About this exercise
Go through the records line by line from the top and repeat each one exactly, ending with the line that contains "Provide payload is".

─── Available data

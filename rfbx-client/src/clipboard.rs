//! ServerCutText handling, including the extended clipboard
//! pseudo-encoding.
//!
//! The classic message carries latin-1 text with a non-negative length. A
//! negative length (signed 32-bit) switches to the extended protocol: a
//! u32 of action/format flags followed by `|len| - 4` payload bytes.
//!
//! Actions occupy bits 24-31 of the flags word, formats bits 0-15. A
//! Provide payload is zlib-deflated `(u32 length, utf-8 text, NUL)` per
//! included format; incoming text is CRLF-canonicalized and the trailing
//! NUL stripped before the clipboard event fires. Outgoing text goes
//! through Notify-then-Provide: we announce having text, and serve it
//! when the server requests it.

use crate::engine::Session;
use crate::errors::ClientError;
use crate::events::Event;
use flate2::read::ZlibDecoder;
use flate2::write::ZlibEncoder;
use flate2::Compression;
use rfbx_protocol::messages::{ClientCutText, ClientCutTextExtended};
use rfbx_render::Renderer;
use std::collections::HashMap;
use std::io::{Read, Write};

pub(crate) const FORMAT_TEXT: u32 = 1 << 0;

pub(crate) const ACTION_CAPS: u32 = 1 << 24;
pub(crate) const ACTION_REQUEST: u32 = 1 << 25;
pub(crate) const ACTION_PEEK: u32 = 1 << 26;
pub(crate) const ACTION_NOTIFY: u32 = 1 << 27;
pub(crate) const ACTION_PROVIDE: u32 = 1 << 28;

const ACTION_MASK: u32 = 0xFF00_0000;

/// Maximum text size we advertise in our capability reply.
const TEXT_SIZE_LIMIT: u32 = 20 * 1024 * 1024;

/// Clipboard negotiation state for one connection.
#[derive(Debug, Default)]
pub(crate) struct ClipboardState {
    /// Server-advertised formats, keyed by bit index.
    server_formats: HashMap<u32, bool>,
    /// Server-advertised actions, keyed by action bit.
    server_actions: HashMap<u32, bool>,
    /// Our local clipboard text, offered to the server on request.
    text: Option<String>,
}

impl ClipboardState {
    /// True when both ends can speak the extended Provide/Request flow
    /// for text.
    fn extended_usable(&self) -> bool {
        self.server_actions.get(&ACTION_PROVIDE).copied().unwrap_or(false)
            && self.server_formats.get(&0).copied().unwrap_or(false)
    }
}

/// Normalize line endings to `\n` (CRLF first so lone CRs do not double).
fn canonicalize_newlines(text: &str) -> String {
    text.replace("\r\n", "\n").replace('\r', "\n")
}

fn deflate(data: &[u8]) -> Vec<u8> {
    let mut enc = ZlibEncoder::new(Vec::new(), Compression::default());
    enc.write_all(data).expect("in-memory deflate");
    enc.finish().expect("in-memory deflate")
}

fn inflate(data: &[u8]) -> Result<Vec<u8>, ClientError> {
    let mut out = Vec::new();
    ZlibDecoder::new(data).read_to_end(&mut out).map_err(|e| {
        ClientError::ProtocolViolation(format!("extended clipboard: bad deflate stream: {e}"))
    })?;
    Ok(out)
}

/// Build a Provide payload for text: flags word plus the deflated
/// `(length, text, NUL)` body.
fn encode_provide(text: &str) -> Vec<u8> {
    let crlf = canonicalize_newlines(text).replace('\n', "\r\n");
    let mut body = (crlf.len() as u32).to_be_bytes().to_vec();
    body.extend_from_slice(crlf.as_bytes());
    body.push(0);

    let mut payload = (ACTION_PROVIDE | FORMAT_TEXT).to_be_bytes().to_vec();
    payload.extend_from_slice(&deflate(&body));
    payload
}

/// Extract the text format from a Provide body (already inflated).
fn decode_provide_text(data: &[u8]) -> Result<String, ClientError> {
    if data.len() < 4 {
        return Err(ClientError::ProtocolViolation(
            "extended clipboard: Provide body shorter than its length field".into(),
        ));
    }
    let len = u32::from_be_bytes(data[0..4].try_into().unwrap()) as usize;
    let text = data.get(4..4 + len).ok_or_else(|| {
        ClientError::ProtocolViolation(format!(
            "extended clipboard: text length {len} exceeds body ({})",
            data.len() - 4
        ))
    })?;
    let text = String::from_utf8_lossy(text);
    let text = text.trim_end_matches('\0');
    Ok(canonicalize_newlines(text))
}

impl<R: Renderer> Session<R> {
    pub(crate) async fn handle_server_cut_text(&mut self) -> Result<(), ClientError> {
        self.stream.skip(3).await?; // padding
        let length = self.stream.read_i32().await?;

        if length >= 0 {
            let text = self.stream.read_string(length as usize).await?;
            self.emit(Event::Clipboard { text });
            return Ok(());
        }

        let total = (-(length as i64)) as usize;
        if total < 4 {
            return Err(ClientError::ProtocolViolation(format!(
                "extended clipboard: payload of {total} bytes cannot hold flags"
            )));
        }
        let flags = self.stream.read_u32().await?;
        let rest = self.stream.read_bytes(total - 4).await?;

        match flags & ACTION_MASK {
            ACTION_CAPS => self.handle_clipboard_caps(flags, &rest),
            ACTION_PROVIDE => {
                if flags & FORMAT_TEXT != 0 {
                    let body = inflate(&rest)?;
                    let text = decode_provide_text(&body)?;
                    self.emit(Event::Clipboard { text });
                }
                Ok(())
            }
            ACTION_REQUEST => {
                if flags & FORMAT_TEXT != 0 {
                    if let Some(text) = self.clipboard.text.clone() {
                        self.send_extended(&encode_provide(&text))?;
                    }
                }
                Ok(())
            }
            ACTION_PEEK => {
                let mut reply = ACTION_NOTIFY;
                if self.clipboard.text.is_some() {
                    reply |= FORMAT_TEXT;
                }
                self.send_extended(&reply.to_be_bytes())
            }
            ACTION_NOTIFY => {
                tracing::debug!(
                    has_text = flags & FORMAT_TEXT != 0,
                    "server clipboard notify"
                );
                Ok(())
            }
            other => {
                tracing::debug!("ignoring clipboard action {other:#x}");
                Ok(())
            }
        }
    }

    /// Record the server's capabilities and reply with ours.
    fn handle_clipboard_caps(&mut self, flags: u32, rest: &[u8]) -> Result<(), ClientError> {
        self.clipboard.server_formats.clear();
        self.clipboard.server_actions.clear();

        // One u32 size limit follows per advertised format bit.
        let mut offset = 0;
        for bit in 0..16u32 {
            if flags & (1 << bit) != 0 {
                let limit = rest.get(offset..offset + 4).map(|b| {
                    u32::from_be_bytes(b.try_into().unwrap())
                });
                tracing::debug!(format = bit, ?limit, "server clipboard format");
                self.clipboard.server_formats.insert(bit, true);
                offset += 4;
            }
        }
        for action in [ACTION_CAPS, ACTION_REQUEST, ACTION_PEEK, ACTION_NOTIFY, ACTION_PROVIDE] {
            if flags & action != 0 {
                self.clipboard.server_actions.insert(action, true);
            }
        }

        let our_flags = ACTION_CAPS
            | ACTION_REQUEST
            | ACTION_PEEK
            | ACTION_NOTIFY
            | ACTION_PROVIDE
            | FORMAT_TEXT;
        let mut payload = our_flags.to_be_bytes().to_vec();
        payload.extend_from_slice(&TEXT_SIZE_LIMIT.to_be_bytes());
        self.send_extended(&payload)
    }

    /// Publish local clipboard text: extended Notify when negotiated,
    /// classic latin-1 cut text otherwise.
    pub(crate) fn send_clipboard(&mut self, text: String) -> Result<(), ClientError> {
        if self.clipboard.extended_usable() {
            self.clipboard.text = Some(text);
            self.send_extended(&(ACTION_NOTIFY | FORMAT_TEXT).to_be_bytes())
        } else {
            ClientCutText { text }.write_to(&mut self.send)?;
            self.send.flush()?;
            Ok(())
        }
    }

    fn send_extended(&mut self, payload: &[u8]) -> Result<(), ClientError> {
        ClientCutTextExtended {
            payload: payload.to_vec(),
        }
        .write_to(&mut self.send)?;
        self.send.flush()?;
        Ok(())
    }
}

#[cfg(test)]
mod tests {
    use super::*;

    #[test]
    fn test_canonicalize_newlines() {
        assert_eq!(canonicalize_newlines("a\r\nb"), "a\nb");
        assert_eq!(canonicalize_newlines("a\rb"), "a\nb");
        assert_eq!(canonicalize_newlines("a\nb"), "a\nb");
        assert_eq!(canonicalize_newlines("a\r\r\nb"), "a\n\nb");
    }

    #[test]
    fn test_provide_round_trip() {
        let payload = encode_provide("AB\n");
        let flags = u32::from_be_bytes(payload[0..4].try_into().unwrap());
        assert_eq!(flags, ACTION_PROVIDE | FORMAT_TEXT);

        let body = inflate(&payload[4..]).unwrap();
        // On the wire the text is CRLF with a trailing NUL after the
        // length-covered bytes.
        assert_eq!(&body[0..4], &4u32.to_be_bytes());
        assert_eq!(&body[4..8], b"AB\r\n");
        assert_eq!(body[8], 0);

        assert_eq!(decode_provide_text(&body).unwrap(), "AB\n");
    }

    #[test]
    fn test_decode_strips_nul_within_length() {
        // Some peers count the NUL inside the length field; both shapes
        // must decode to the same text.
        let mut body = 5u32.to_be_bytes().to_vec();
        body.extend_from_slice(b"AB\r\n\0");
        assert_eq!(decode_provide_text(&body).unwrap(), "AB\n");
    }

    #[test]
    fn test_decode_rejects_overlong_length() {
        let mut body = 100u32.to_be_bytes().to_vec();
        body.extend_from_slice(b"AB");
        assert!(decode_provide_text(&body).is_err());
    }
}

──────

Output for this exercise
filename rfbx-client/src/clipboard.rs
//! ServerCutText handling, including the extended clipboard
//! pseudo-encoding.
//!
//! The classic message carries latin-1 text with a non-negative length. A
//! negative length (signed 32-bit) switches to the extended protocol: a
//! u32 of action/format flags followed by `|len| - 4` payload bytes.
//!
//! Actions occupy bits 24-31 of the flags word, formats bits 0-15. A
//! Provide payload is zlib-deflated `(u32 length, utf-8 text, NUL)` per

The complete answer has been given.